Las grandes sociedades por acciones sintetizan la
forma organizativa de la economía basada en el mercado. La referencia la
constituyen aquellas que llegan a emitir sus acciones en el mercado bursátil
sometiéndose a las exigencias de éste, además de a las que son propias de los
reguladores. El mercado, siempre que satisfaga un mínimo grado de eficiencia,
debería recoger en sus cotizaciones al menos parte de la información
considerada relevante, para la formación de expectativas, fundamentalmente
sobre la generación de excedente con el retribuir a sus propietarios, más o
menos anónimos. Lo que no suele sancionar el mercado, al menos a corto plazo,
es la calidad del gobierno, su transparencia, la composición de sus órganos de
administración y control y, en definitiva, el respeto a la voluntad de la
mayoría de los accionistas.
En efecto, un aspecto de esa calidad, pero en modo
alguno el único, es el grado de respeto a la opinión de sus accionistas, a la
junta de accionistas. En la mayoría de las compañías cotizadas en España esos
órganos no disponen de la influencia que la regulación les asigna. Como señalan
las páginas de Negocios, ha caído el grado de participación media de los
accionistas en las juntas de accionistas que se celebran anualmente en las
sociedades que conforman el índice selectivo de la Bolsa, el Ibex 35. Siete
puntos porcentuales en apenas cuatro años. Eso quiere decir que los consejos de
administración de esas sociedades, delegados en última instancia de las juntas,
no encuentran apenas contrapeso ni valoración crítica por parte de la mayoría
de los accionistas. Y no siempre es porque estos últimos estén conformes
absolutamente con la gestión de la compañía, sino por las imperfecciones de
todo tipo que se interponen a la participación y discusión abierta en esas
juntas. Ya sea por el sistema de concentración de delegaciones de voto o por
restricciones en las intervenciones directas, esas juntas no dejan de ser poco
más que trámites.
No ha de extrañar que la respuesta a esas convocatorias
a las juntas ordinarias o extraordinarias sea pobre. Así, con datos de la
Comisión Nacional del Mercado de Valores (CNMV), en 2009 el quórum medio en las
asambleas de las compañías del Ibex 35 se situó en el 73,3%, mientras que en
2013 los asistentes solo representaron el 66,4% del capital social.
Esa pobreza participativa contrasta con el
“activismo accionarial” que se vive en otras economías como las anglosajonas.
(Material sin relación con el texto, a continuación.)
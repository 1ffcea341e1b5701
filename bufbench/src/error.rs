use std::{io, time::Duration};

use thiserror::Error;

pub type Result<T> = std::result::Result<T, BenchError>;

#[derive(Debug, Error)]
pub enum BenchError {
    /// The external program could not be started at all. Fatal for a sweep.
    #[error("failed to launch `{command}`: {source}")]
    ProcessLaunch {
        command: String,
        #[source]
        source: io::Error,
    },

    #[error("missing `Resulting RAT`/`Resulting AlgoTime` lines ({reason}) from `{command}`; output:\n{output}")]
    Parse {
        command: String,
        output: String,
        reason: String,
    },

    #[error("empty `{field}` value from `{command}`; output:\n{output}")]
    EmptyMatch {
        command: String,
        output: String,
        field: &'static str,
    },

    #[error("`{command}` did not finish within {timeout:?}; output so far:\n{output}")]
    Timeout {
        command: String,
        timeout: Duration,
        output: String,
    },

    #[error("`{command}` was cancelled")]
    Cancelled { command: String },

    /// The sweep was cancelled before this length got a worker.
    #[error("length {length} was not started, sweep cancelled")]
    NotStarted { length: u64 },

    #[error("total AlgoTime for length {length} overflowed after {trials} trials")]
    TimeOverflow { length: u64, trials: usize },

    #[error("malformed row {line} ({reason}): {row:?}")]
    MalformedRow {
        line: usize,
        row: String,
        reason: String,
    },

    #[error("invalid configuration: {0}")]
    InvalidConfig(String),

    #[error("failed to render plot: {0}")]
    Render(String),

    #[error(transparent)]
    Io(#[from] io::Error),

    #[error(transparent)]
    Json(#[from] serde_json::Error),
}

impl BenchError {
    /// Whether this error should stop the whole sweep rather than just the
    /// parameter it occurred for.
    #[must_use]
    pub fn is_fatal(&self) -> bool {
        matches!(self, BenchError::ProcessLaunch { .. })
    }
}

#[cfg(test)]
mod tests {
    use super::*;

    #[test]
    fn only_launch_failures_are_fatal() {
        let launch = BenchError::ProcessLaunch {
            command: "tool a b".to_string(),
            source: io::Error::new(io::ErrorKind::NotFound, "missing"),
        };
        let parse = BenchError::Parse {
            command: "tool a b".to_string(),
            output: String::new(),
            reason: "no match".to_string(),
        };
        assert!(launch.is_fatal());
        assert!(!parse.is_fatal());
        assert!(!BenchError::Cancelled { command: "tool".to_string() }.is_fatal());
        assert!(!BenchError::NotStarted { length: 25 }.is_fatal());
    }

    #[test]
    fn diagnostics_carry_command_and_output() {
        let err = BenchError::EmptyMatch {
            command: "/opt/tool tech.json test25.json".to_string(),
            output: "Resulting RAT = \nResulting AlgoTime = 3\n".to_string(),
            field: "RAT",
        };
        let msg = err.to_string();
        assert!(msg.contains("/opt/tool tech.json test25.json"));
        assert!(msg.contains("Resulting AlgoTime = 3"));
        assert!(msg.contains("RAT"));
    }
}
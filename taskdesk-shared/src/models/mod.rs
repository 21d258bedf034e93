/// Database models for TaskDesk
///
/// # Models
///
/// - `user`: User accounts and roles
/// - `task`: Owner-scoped to-do items, filters and partial updates

pub mod user;
pub mod task;
//! Common test utilities for integration tests
//!
//! The router runs over an in-memory store with a cheap password hash, so
//! every test gets a fresh, isolated application without a database:
//! - Test application setup
//! - Request helpers that decode the JSON envelope
//! - User and admin registration shortcuts

#![allow(dead_code)]

use std::collections::HashMap;

use axum::body::Body;
use axum::http::{header, Method, Request, StatusCode};
use serde_json::Value;
use taskdesk_api::app::{build_router, AppState};
use taskdesk_api::config::Config;
use tower::Service as _;

pub const JWT_SECRET: &str = "integration-test-secret-at-least-32-bytes";

pub const ADMIN_EMAIL: &str = "admin@example.com";
pub const ADMIN_PASSWORD: &str = "admin-secret";

/// Configuration for tests, with optional overrides
pub fn test_config(overrides: &[(&str, &str)]) -> Config {
    let mut vars: HashMap<String, String> = [
        ("DATABASE_URL", "postgresql://localhost/taskdesk_test"),
        ("JWT_SECRET", JWT_SECRET),
        ("PASSWORD_MEMORY_KIB", "1024"),
        ("PASSWORD_ITERATIONS", "1"),
        ("PASSWORD_PARALLELISM", "1"),
    ]
    .iter()
    .map(|(k, v)| (k.to_string(), v.to_string()))
    .collect();

    for (k, v) in overrides {
        vars.insert(k.to_string(), v.to_string());
    }

    Config::from_lookup(|key| vars.get(key).cloned()).unwrap()
}

/// Decoded response
#[derive(Debug)]
pub struct TestResponse {
    pub status: StatusCode,
    pub body: Value,
}

/// Test context holding a router over a fresh in-memory store
pub struct TestContext {
    pub state: AppState,
    pub app: axum::Router,
}

impl TestContext {
    pub fn new() -> Self {
        Self::with_config(test_config(&[]))
    }

    pub fn with_config(config: Config) -> Self {
        let state = AppState::in_memory(config);
        let app = build_router(state.clone());
        Self { state, app }
    }

    /// Sends a request and decodes the body (empty body -> `Null`)
    pub async fn send(
        &self,
        method: Method,
        uri: &str,
        token: Option<&str>,
        body: Option<Value>,
    ) -> TestResponse {
        let mut builder = Request::builder().method(method).uri(uri);

        if let Some(token) = token {
            builder = builder.header(header::AUTHORIZATION, format!("Bearer {}", token));
        }

        let request = match body {
            Some(json) => builder
                .header(header::CONTENT_TYPE, "application/json")
                .body(Body::from(json.to_string()))
                .unwrap(),
            None => builder.body(Body::empty()).unwrap(),
        };

        self.send_request(request).await
    }

    pub async fn send_request(&self, request: Request<Body>) -> TestResponse {
        let response = self.app.clone().call(request).await.unwrap();

        let status = response.status();
        let bytes = axum::body::to_bytes(response.into_body(), usize::MAX)
            .await
            .unwrap();

        let body = if bytes.is_empty() {
            Value::Null
        } else {
            serde_json::from_slice(&bytes).unwrap_or_else(|_| {
                panic!("non-JSON body ({}): {}", status, String::from_utf8_lossy(&bytes))
            })
        };

        TestResponse { status, body }
    }

    pub async fn get(&self, uri: &str, token: &str) -> TestResponse {
        self.send(Method::GET, uri, Some(token), None).await
    }

    pub async fn post(&self, uri: &str, token: Option<&str>, body: Value) -> TestResponse {
        self.send(Method::POST, uri, token, Some(body)).await
    }

    pub async fn put(&self, uri: &str, token: &str, body: Value) -> TestResponse {
        self.send(Method::PUT, uri, Some(token), Some(body)).await
    }

    pub async fn delete(&self, uri: &str, token: &str) -> TestResponse {
        self.send(Method::DELETE, uri, Some(token), None).await
    }

    /// Registers a user and returns `(user id, token)`
    pub async fn register(&self, name: &str, email: &str, password: &str) -> (String, String) {
        let response = self
            .post(
                "/api/auth/register",
                None,
                serde_json::json!({ "name": name, "email": email, "password": password }),
            )
            .await;
        assert_eq!(response.status, StatusCode::CREATED, "{}", response.body);

        let id = response.body["data"]["user"]["id"].as_str().unwrap().to_string();
        let token = response.body["data"]["token"].as_str().unwrap().to_string();
        (id, token)
    }

    /// Registers a throwaway user with a unique email
    pub async fn register_user(&self, name: &str) -> (String, String) {
        let email = format!("{}-{}@example.com", name.to_lowercase(), uuid::Uuid::new_v4());
        self.register(name, &email, "secret1").await
    }

    /// Ensures the admin account and logs in as it
    pub async fn admin_token(&self) -> String {
        self.state
            .credentials
            .ensure_admin("Admin User", ADMIN_EMAIL, ADMIN_PASSWORD)
            .await
            .unwrap();

        let response = self
            .post(
                "/api/auth/login",
                None,
                serde_json::json!({ "email": ADMIN_EMAIL, "password": ADMIN_PASSWORD }),
            )
            .await;
        assert_eq!(response.status, StatusCode::OK, "{}", response.body);

        response.body["data"]["token"].as_str().unwrap().to_string()
    }

    /// Creates a task and returns its id
    pub async fn create_task(&self, token: &str, body: Value) -> String {
        let response = self.post("/api/tasks", Some(token), body).await;
        assert_eq!(response.status, StatusCode::CREATED, "{}", response.body);
        response.body["data"]["id"].as_str().unwrap().to_string()
    }
}

/// Field names of a validation failure, sorted
pub fn error_fields(body: &Value) -> Vec<String> {
    let mut fields: Vec<String> = body["errors"]
        .as_array()
        .map(|errors| {
            errors
                .iter()
                .filter_map(|e| e["field"].as_str().map(str::to_string))
                .collect()
        })
        .unwrap_or_default();
    fields.sort();
    fields
}

/// Messages of a validation failure
pub fn error_messages(body: &Value) -> Vec<String> {
    body["errors"]
        .as_array()
        .map(|errors| {
            errors
                .iter()
                .filter_map(|e| e["message"].as_str().map(str::to_string))
                .collect()
        })
        .unwrap_or_default()
}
Con la creciente conciencia, en definitiva, del papel evaluador que ha de desempeñar
el propietario de una empresa. No es explicación suficiente recurrir a la
proporción de capital de las empresas en manos de inversores no permanentes, de
control. No son pocas las empresas españolas en las que los miembros del
consejo de administración mantienen una escasa proporción del capital de las
mismas. Tampoco es válida la explicación de la participación de inversores
institucionales, no siempre interesados en la calidad del funcionamiento de
esos órganos de control.
De
no revertir la tendencia observada, esa separación entre propiedad y control de
las grandes empresas será percibida como un mecanismo endogámico y se acabará
convirtiendo en un serio obstáculo para la modernización del propio sistema
económico. Y, desde luego, para corregir el amplio grado de desafección ya
existente.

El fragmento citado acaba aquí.